EATONTOWN, NJ – November 25, 2009 – EMRISE CORPORATION (NYSE Arca: ERI) today clarified statements made at the Company’s earnings call on November 17, 2009 regarding the potential sale of substantially all the assets of its wholly-owned subsidiary, RO Associates, (“RO Assets”). During the call, management of the Company made statements which could be interpreted by participants of the call to indicate that the Company would make a public announcement when it entered into a letter of intent regarding the potential sale of RO Assets. The Company wants to clarify that it does not intend to make any announcement in connection with the execution of a letter of intent, unless it is required to do so under applicable securities laws. However, the Company is moving forward with the sale process with the intent of closing a transaction, (as previously indicated), before December 31, 2009. In the event the Company enters into a definitive agreement regarding the sale of substantially all of the assets of RO Associates, it will make a public announcement via press release and file a Form 8-K as required under applicable securities laws.

About EMRISE Corporation

EMRISE designs, manufactures and markets electronic devices, sub-systems and equipment for aerospace, defense, industrial and communications markets. EMRISE products perform key functions such as power supply and power conversion; radio frequency (RF) and microwave signal processing; and network access and timing and synchronization of communications networks. Primary growth driver applications for EMRISE products include the use of its RF devices in radio-controlled improvised explosive device (RCIED) jamming systems, and the use of its Network Timing and Synchronization products in edge networks. EMRISE serves customers in North America, Europe and Asia through operations in the United States, England and France. The Company has built a worldwide base of customers including a majority of the Fortune 100 in the U.S. that do business in markets served by EMRISE and many similar-size companies in Europe and Asia. For more information go to www.emrise.com.
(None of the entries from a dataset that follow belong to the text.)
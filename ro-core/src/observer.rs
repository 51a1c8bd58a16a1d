//! The [`Observer`] contract (spec §4.2, C2): the sink receiving
//! notifications.

use crate::{context::Context, error::BoxError};

/// A sink for `Next`/`Error`/`Complete` notifications.
///
/// Implementors are not responsible for enforcing terminal finality or
/// serialization themselves: [`Subscriber`](`crate::Subscriber`) wraps any
/// `Observer` to add those guarantees. Most code should subscribe through a
/// `Subscriber`, not call an `Observer` directly.
pub trait Observer<T>: Send + Sync {
    /// Delivers a value produced by the source.
    fn on_next(&self, ctx: &Context, value: T);

    /// Delivers the terminal error notification.
    fn on_error(&self, ctx: &Context, err: BoxError);

    /// Delivers the terminal completion notification.
    fn on_complete(&self, ctx: &Context);
}

/// Adapts three closures into an [`Observer`].
///
/// Generalizes the two-closure (`fn_pin`/`drop_fn_pin`) constructor pattern
/// used throughout the signals side of this codebase to the three-callback
/// shape an `Observer` needs.
pub struct FnObserver<N, E, C> {
    next: N,
    error: E,
    complete: C,
}

impl<T, N, E, C> Observer<T> for FnObserver<N, E, C>
where
    N: Fn(&Context, T) + Send + Sync,
    E: Fn(&Context, BoxError) + Send + Sync,
    C: Fn(&Context) + Send + Sync,
{
    fn on_next(&self, ctx: &Context, value: T) {
        (self.next)(ctx, value);
    }

    fn on_error(&self, ctx: &Context, err: BoxError) {
        (self.error)(ctx, err);
    }

    fn on_complete(&self, ctx: &Context) {
        (self.complete)(ctx);
    }
}

/// Builds an [`Observer`] from three closures.
pub fn observer_fn<T, N, E, C>(next: N, error: E, complete: C) -> FnObserver<N, E, C>
where
    N: Fn(&Context, T) + Send + Sync,
    E: Fn(&Context, BoxError) + Send + Sync,
    C: Fn(&Context) + Send + Sync,
{
    FnObserver {
        next,
        error,
        complete,
    }
}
Safe Harbor Statement under the Private Securities Litigation Reform Act of 1995

With the exception of historical information, certain matters discussed in this press release including EMRISE’s ability to complete a sale of substantially all of the assets of RO may be interpreted as forward looking statements. The actual future results of EMRISE could differ from those statements. Factors that could cause or contribute to such differences include, but are not limited to material adverse conditions that may arise at EMRISE and those factors contained in the “Risk Factors” Section of EMRISE’s Form 10-K for the year ended December 31, 2008, Form 10-Q for the quarterly period ended September 30, 2009, and other EMRISE filings with the Securities and Exchange Commission.